◆ MATERIAL SUPPLIED
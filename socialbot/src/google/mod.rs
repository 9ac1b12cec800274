//! Google API clients (Gmail v1, Calendar v3) over plain reqwest, plus the
//! OAuth2 token handling they share.

pub mod auth;
pub mod calendar;
pub mod gmail;

use anyhow::{Context, Result};
use std::time::Duration;

pub use auth::{GoogleAuth, OAuthToken, TokenProvider};

/// OAuth2 scopes requested for the installed-app client.
pub const SCOPES: &[&str] = &[
    "https://www.googleapis.com/auth/gmail.compose",
    "https://www.googleapis.com/auth/gmail.readonly",
    "https://www.googleapis.com/auth/calendar.readonly",
];

pub fn build_http_client(timeout_secs: Option<u64>) -> Result<reqwest::Client> {
    let mut builder = reqwest::Client::builder().user_agent("socialbot/0.1.0");
    if let Some(secs) = timeout_secs {
        builder = builder.timeout(Duration::from_secs(secs));
    }
    builder.build().context("failed to build reqwest client")
}

/// Turn a non-2xx response into an error carrying status and body.
pub(crate) async fn ensure_success(response: reqwest::Response, what: &str) -> Result<reqwest::Response> {
    let status = response.status();
    if status.is_success() {
        return Ok(response);
    }
    let body = response.text().await.unwrap_or_default();
    anyhow::bail!("{} failed with status {}: {}", what, status, body)
}
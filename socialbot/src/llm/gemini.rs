//! Gemini `generateContent` / `countTokens` over the REST API.

use anyhow::Result;
use serde::{Deserialize, Serialize};
use std::time::Duration;

use super::{post_json, LlmProvider, LlmRequest, LlmResponse, UsageMetadata};

pub const DEFAULT_API_URL: &str = "https://generativelanguage.googleapis.com/v1beta";
pub const DEFAULT_MODEL: &str = "gemini-pro";

pub struct GeminiProvider {
    base_url: String,
    api_key: String,
    model: String,
    default_timeout: Duration,
    client: reqwest::Client,
}

impl GeminiProvider {
    pub fn new(
        base_url: impl Into<String>,
        api_key: impl Into<String>,
        model: impl Into<String>,
    ) -> Self {
        Self {
            base_url: base_url.into().trim_end_matches('/').to_string(),
            api_key: api_key.into(),
            model: model.into(),
            default_timeout: Duration::from_secs(60),
            client: reqwest::Client::new(),
        }
    }

    pub fn with_timeout(mut self, timeout_secs: u64) -> Self {
        self.default_timeout = Duration::from_secs(timeout_secs);
        self
    }

    fn request(&self, method: &str) -> reqwest::RequestBuilder {
        self.client
            .post(format!("{}/models/{}:{}", self.base_url, self.model, method))
            .header("x-goog-api-key", &self.api_key)
    }
}

#[async_trait::async_trait]
impl LlmProvider for GeminiProvider {
    async fn generate(&self, request: LlmRequest) -> Result<LlmResponse> {
        let timeout = request
            .timeout_seconds
            .map(Duration::from_secs)
            .unwrap_or(self.default_timeout);

        let body = GenerateRequest {
            contents: vec![Content::user(request.prompt)],
            generation_config: if request.max_tokens.is_some() || request.temperature.is_some() {
                Some(GenerationConfig {
                    max_output_tokens: request.max_tokens,
                    temperature: request.temperature,
                })
            } else {
                None
            },
        };

        let resp_body: GenerateResponse =
            post_json(self.request("generateContent"), &body, timeout, "Gemini").await?;

        let candidate = match resp_body.candidates.first() {
            Some(candidate) => candidate,
            None => {
                let reason = resp_body
                    .prompt_feedback
                    .and_then(|f| f.block_reason)
                    .unwrap_or_else(|| "no candidates".to_string());
                anyhow::bail!("failed to generate response: {}", reason);
            }
        };

        let content = candidate
            .content
            .as_ref()
            .map(|c| {
                c.parts
                    .iter()
                    .filter_map(|p| p.text.as_deref())
                    .collect::<Vec<_>>()
                    .join("")
            })
            .unwrap_or_default();

        let usage = resp_body
            .usage_metadata
            .map(|u| UsageMetadata {
                prompt_tokens: u.prompt_token_count.unwrap_or(0),
                completion_tokens: u.candidates_token_count.unwrap_or(0),
                total_tokens: u.total_token_count.unwrap_or(0),
            })
            .unwrap_or_default();

        Ok(LlmResponse {
            content,
            usage,
            model: resp_body.model_version.unwrap_or_else(|| self.model.clone()),
        })
    }

    async fn count_tokens(&self, prompt: &str) -> Result<usize> {
        let body = CountTokensRequest {
            contents: vec![Content::user(prompt.to_string())],
        };
        let resp_body: CountTokensResponse =
            post_json(self.request("countTokens"), &body, self.default_timeout, "Gemini").await?;
        Ok(resp_body.total_tokens)
    }
}

// Gemini API request/response structures
#[derive(Debug, Serialize)]
#[serde(rename_all = "camelCase")]
struct GenerateRequest {
    contents: Vec<Content>,
    #[serde(skip_serializing_if = "Option::is_none")]
    generation_config: Option<GenerationConfig>,
}

#[derive(Debug, Serialize)]
#[serde(rename_all = "camelCase")]
struct GenerationConfig {
    #[serde(skip_serializing_if = "Option::is_none")]
    max_output_tokens: Option<usize>,
    #[serde(skip_serializing_if = "Option::is_none")]
    temperature: Option<f32>,
}

#[derive(Debug, Serialize)]
struct CountTokensRequest {
    contents: Vec<Content>,
}

#[derive(Debug, Serialize, Deserialize)]
struct Content {
    #[serde(default, skip_serializing_if = "Option::is_none")]
    role: Option<String>,
    #[serde(default)]
    parts: Vec<Part>,
}

impl Content {
    fn user(text: String) -> Self {
        Self {
            role: Some("user".to_string()),
            parts: vec![Part { text: Some(text) }],
        }
    }
}

#[derive(Debug, Serialize, Deserialize)]
struct Part {
    #[serde(default, skip_serializing_if = "Option::is_none")]
    text: Option<String>,
}

#[derive(Debug, Deserialize)]
#[serde(rename_all = "camelCase")]
struct GenerateResponse {
    #[serde(default)]
    candidates: Vec<Candidate>,
    #[serde(default)]
    prompt_feedback: Option<PromptFeedback>,
    #[serde(default)]
    usage_metadata: Option<GeminiUsage>,
    #[serde(default)]
    model_version: Option<String>,
}

#[derive(Debug, Deserialize)]
struct Candidate {
    #[serde(default)]
    content: Option<Content>,
}

#[derive(Debug, Deserialize)]
#[serde(rename_all = "camelCase")]
struct PromptFeedback {
    #[serde(default)]
    block_reason: Option<String>,
}

#[derive(Debug, Deserialize)]
#[serde(rename_all = "camelCase")]
struct GeminiUsage {
    #[serde(default)]
    prompt_token_count: Option<usize>,
    #[serde(default)]
    candidates_token_count: Option<usize>,
    #[serde(default)]
    total_token_count: Option<usize>,
}

#[derive(Debug, Deserialize)]
#[serde(rename_all = "camelCase")]
struct CountTokensResponse {
    total_tokens: usize,
}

◆ PROBLEM STATEMENT
In which lines of the material above does the string "LlmResponse" occur? Copy them all.

◆ TASK SOLUTION
use super::{post_json, LlmProvider, LlmRequest, LlmResponse, UsageMetadata};
    async fn generate(&self, request: LlmRequest) -> Result<LlmResponse> {
        Ok(LlmResponse {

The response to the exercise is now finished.